Sinisa era un leader dello spogliatoio.

“Certo, bastava guardare il suo sguardo. Era balcanico, veniva da una famiglia umile e aveva vissuto la guerra nell’ex Jugoslavia che lo aveva forgiato. Aveva il fuoco dentro più di chiunque altro. E poi era un vincente, per lui non esisteva perdere nemmeno, mai, nemmeno in allenamento, figuriamoci nelle partite importanti che abbiamo disputato in quelle stagioni straordinarie, indimenticabili. E trasmetteva questa forza a tutto il gruppo, questa era la sua grande forza”.

Insomma era già un allenatore in campo?

“Sì, si capiva da come dava indicazioni ai compagni che percorso avrebbe fatto dopo aver smesso con il calcio giocato. Tutti lo rispettavano e lo seguivano. Già da giovane sapeva tutto del calcio, era molto intelligente, e questo è l’aspetto che più conta per un campione assoluto”.

Leggendarie erano la sue punizioni all’incrocio.

“Per me le batteva meglio di Pirlo. Molte volte, alla fine di ogni seduta, si fermava a calciarle dalla trequarti con i ragazzi che lo ammiravano. Era troppo forte, aveva un piede fatato, ma ogni risultato era anche frutto del suo sacrificio e del suo spirito. Si allenava ed esercitava duramente, e lo faceva ogni giorno con lo spirito del ragazzino che tirava i primi calci e sognava una carriera da grande calciatore".

Purtroppo non è riuscito a battare la leucemia.

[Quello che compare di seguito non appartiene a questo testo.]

use axum::extract::{Path, Query, State};
use axum::response::IntoResponse;
use axum::routing::{get, post};
use axum::Json;
use chrono::NaiveDateTime;
use serde::Serialize;
use sqlx::sqlite::SqliteRow;
use sqlx::{Row, SqlitePool};

use crate::pagination::{self, ListQuery, PageWindow};
use crate::response::AppError;
use crate::session_time::{derive_end_time, format_timestamp};
use crate::state::AppState;

const DEFAULT_PER_PAGE: i64 = 10;

#[derive(Debug, Serialize)]
struct SessionListItem {
    id: i64,
    group_id: i64,
    group_name: String,
    activity_id: i64,
    activity_name: String,
    start_time: String,
    end_time: String,
    review_items_count: i64,
}

#[derive(Debug, Serialize)]
struct SessionListResponse {
    items: Vec<SessionListItem>,
    total: i64,
    page: i64,
    per_page: i64,
    total_pages: i64,
}

#[derive(Debug, Serialize)]
struct SessionWordStats {
    id: i64,
    spanish: String,
    english: String,
    correct_count: i64,
    wrong_count: i64,
}

#[derive(Debug, Serialize)]
struct SessionDetailResponse {
    session: SessionListItem,
    words: Vec<SessionWordStats>,
    total: i64,
    page: i64,
    per_page: i64,
    total_pages: i64,
}

#[derive(Debug, Serialize)]
struct MessageResponse {
    message: &'static str,
}

pub fn router() -> axum::Router<AppState> {
    axum::Router::new()
        .route("/", get(list_sessions))
        .route("/reset", post(reset_history))
        .route("/:id", get(get_session))
}

async fn list_sessions(
    State(state): State<AppState>,
    Query(query): Query<ListQuery>,
) -> Result<impl IntoResponse, AppError> {
    let window = PageWindow::from_query(&query, DEFAULT_PER_PAGE)?;

    let pool = state.pool();

    let total: i64 = sqlx::query_scalar(
        r#"
        SELECT COUNT(*)
        FROM study_sessions ss
        JOIN groups g ON g.id = ss.group_id
        JOIN study_activities sa ON sa.id = ss.study_activity_id
        "#,
    )
    .fetch_one(pool)
    .await?;

    let rows = sqlx::query(&format!(
        "{SESSION_SELECT} GROUP BY ss.id ORDER BY ss.created_at DESC LIMIT ? OFFSET ?"
    ))
    .bind(window.per_page)
    .bind(window.offset())
    .fetch_all(pool)
    .await?;

    let items = rows
        .iter()
        .map(map_session_item)
        .collect::<Result<Vec<_>, sqlx::Error>>()?;

    Ok(Json(SessionListResponse {
        items,
        total,
        page: window.page,
        per_page: window.per_page,
        total_pages: pagination::total_pages(total, window.per_page),
    }))
}

/// Session summary plus a paginated page of per-word stats for the
/// reviews recorded in this session.
async fn get_session(
    State(state): State<AppState>,
    Path(session_id): Path<i64>,
    Query(query): Query<ListQuery>,
) -> Result<impl IntoResponse, AppError> {
    let window = PageWindow::from_query(&query, DEFAULT_PER_PAGE)?;

    let pool = state.pool();

    let row = sqlx::query(&format!("{SESSION_SELECT} WHERE ss.id = ? GROUP BY ss.id"))
        .bind(session_id)
        .fetch_optional(pool)
        .await?
        .ok_or_else(|| AppError::not_found("Study session not found"))?;

    let session = map_session_item(&row)?;

    let total: i64 = sqlx::query_scalar(
        "SELECT COUNT(DISTINCT word_id) FROM word_review_items WHERE study_session_id = ?",
    )
    .bind(session_id)
    .fetch_one(pool)
    .await?;

    let words = select_session_words(pool, session_id, &window).await?;

    Ok(Json(SessionDetailResponse {
        session,
        words,
        total,
        page: window.page,
        per_page: window.per_page,
        total_pages: pagination::total_pages(total, window.per_page),
    }))
}

/// Clears the entire study history: every review item, then every
/// session, as one transaction. Rerunning against an empty history is
/// a no-op success.
async fn reset_history(State(state): State<AppState>) -> Result<impl IntoResponse, AppError> {
    let mut tx = state.pool().begin().await?;

    sqlx::query("DELETE FROM word_review_items")
        .execute(&mut *tx)
        .await?;
    sqlx::query("DELETE FROM study_sessions")
        .execute(&mut *tx)
        .await?;

    tx.commit().await?;

    tracing::info!("study history cleared");

    Ok(Json(MessageResponse {
        message: "Study history cleared successfully",
    }))
}

const SESSION_SELECT: &str = r#"
    SELECT
        ss.id,
        ss.group_id,
        g.name AS group_name,
        sa.id AS activity_id,
        sa.name AS activity_name,
        ss.created_at,
        MAX(wri.created_at) AS last_activity_time,
        COUNT(wri.id) AS review_items_count
    FROM study_sessions ss
    JOIN groups g ON g.id = ss.group_id
    JOIN study_activities sa ON sa.id = ss.study_activity_id
    LEFT JOIN word_review_items wri ON wri.study_session_id = ss.id
"#;

async fn select_session_words(
    pool: &SqlitePool,
    session_id: i64,
    window: &PageWindow,
) -> Result<Vec<SessionWordStats>, sqlx::Error> {
    let rows = sqlx::query(
        r#"
        SELECT w.id, w.spanish, w.english,
               COALESCE(SUM(CASE WHEN wri.correct = 1 THEN 1 ELSE 0 END), 0) AS correct_count,
               COALESCE(SUM(CASE WHEN wri.correct = 0 THEN 1 ELSE 0 END), 0) AS wrong_count
        FROM words w
        JOIN word_review_items wri ON wri.word_id = w.id
        WHERE wri.study_session_id = ?
        GROUP BY w.id
        ORDER BY w.spanish
        LIMIT ? OFFSET ?
        "#,
    )
    .bind(session_id)
    .bind(window.per_page)
    .bind(window.offset())
    .fetch_all(pool)
    .await?;

    rows.iter()
        .map(|row| {
            Ok(SessionWordStats {
                id: row.try_get("id")?,
                spanish: row.try_get("spanish")?,
                english: row.try_get("english")?,
                correct_count: row.try_get("correct_count")?,
                wrong_count: row.try_get("wrong_count")?,
            })
        })
        .collect()
}

fn map_session_item(row: &SqliteRow) -> Result<SessionListItem, sqlx::Error> {
    let start: NaiveDateTime = row.try_get("created_at")?;
    let last_activity: Option<NaiveDateTime> = row.try_get("last_activity_time")?;
    let end = derive_end_time(start, last_activity);

    Ok(SessionListItem {
        id: row.try_get("id")?,
        group_id: row.try_get("group_id")?,
        group_name: row.try_get("group_name")?,
        activity_id: row.try_get("activity_id")?,
        activity_name: row.try_get("activity_name")?,
        start_time: format_timestamp(start),
        end_time: format_timestamp(end),
        review_items_count: row.try_get("review_items_count")?,
    })
}
use chrono::{DateTime, Duration, NaiveDateTime, SecondsFormat, Utc};

/// A session with no reviews is assumed to have lasted this long.
pub const DEFAULT_SESSION_MINUTES: i64 = 30;

/// End time is never persisted: it is the timestamp of the session's
/// last review, or the start plus a fixed 30-minute default when no
/// reviews were recorded.
pub fn derive_end_time(start: NaiveDateTime, last_review: Option<NaiveDateTime>) -> NaiveDateTime {
    last_review.unwrap_or_else(|| start + Duration::minutes(DEFAULT_SESSION_MINUTES))
}

/// Timestamps are stored as UTC and serialized RFC 3339.
pub fn format_timestamp(value: NaiveDateTime) -> String {
    DateTime::<Utc>::from_naive_utc_and_offset(value, Utc)
        .to_rfc3339_opts(SecondsFormat::Millis, true)
}

#[cfg(test)]
mod tests {
    use super::*;
    use chrono::NaiveDate;

    fn at(h: u32, m: u32) -> NaiveDateTime {
        NaiveDate::from_ymd_opt(2024, 1, 1)
            .unwrap()
            .and_hms_opt(h, m, 0)
            .unwrap()
    }

    #[test]
    fn no_reviews_defaults_to_start_plus_thirty_minutes() {
        assert_eq!(derive_end_time(at(10, 0), None), at(10, 30));
    }

    #[test]
    fn last_review_wins_over_default() {
        assert_eq!(derive_end_time(at(10, 0), Some(at(10, 7))), at(10, 7));
    }

    #[test]
    fn timestamps_format_as_rfc3339_utc() {
        assert_eq!(format_timestamp(at(10, 0)), "2024-01-01T10:00:00.000Z");
    }
}
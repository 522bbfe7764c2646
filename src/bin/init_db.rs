use tracing_subscriber::EnvFilter;

use lang_portal_backend::config::Config;
use lang_portal_backend::db;

/// One-shot provisioning: create the schema, then load the seed data.
/// The runtime service only ever reads what this writes.
#[tokio::main]
async fn main() {
    let _ = dotenvy::dotenv();
    let config = Config::from_env();

    tracing_subscriber::fmt()
        .with_env_filter(
            EnvFilter::try_new(&config.log_level).unwrap_or_else(|_| EnvFilter::new("info")),
        )
        .init();

    tracing::info!(path = %config.database_path, "initializing database");

    let pool = match db::init_pool(&config.database_path).await {
        Ok(pool) => pool,
        Err(err) => {
            tracing::error!(error = %err, "schema migration failed");
            std::process::exit(1);
        }
    };

    if let Err(err) = db::seed::run_seed(&pool, &config.seed_dir).await {
        tracing::error!(error = %err, "seeding failed");
        std::process::exit(1);
    }

    pool.close().await;
    tracing::info!("database ready");
}
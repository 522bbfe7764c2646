pub mod config;
pub mod db;
pub mod logging;
pub mod pagination;
pub mod response;
pub mod routes;
pub mod session_time;
pub mod state;

use sqlx::SqlitePool;
use tower_http::{cors::CorsLayer, trace::TraceLayer};

use crate::state::AppState;

/// Builds the full application router on top of an already-initialized
/// pool. Integration tests drive this directly via `tower::ServiceExt`.
pub fn create_app(pool: SqlitePool) -> axum::Router {
    routes::router(AppState::new(pool))
        .layer(TraceLayer::new_for_http())
        .layer(CorsLayer::permissive())
}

«Ancora non ci credo. Sinisa era sicuro di vincere sempre, anche stavolta. L’ho sentito più volte negli ultimi anni, anche nei momenti più duri della malattia, ma era sempre positivo, fiducioso che si sarebbe messo alle spalle quella brutta bestia”

Vuole mandare un messaggio ai suoi cari?

“Sono vicino alla moglie Arianna e a tutta la sua famiglia, che dovrà comunque essere orgogliosa del suo ricordo. Sinisa, un grande uomo, leggenda del calcio. Non ti dimenticherò mai".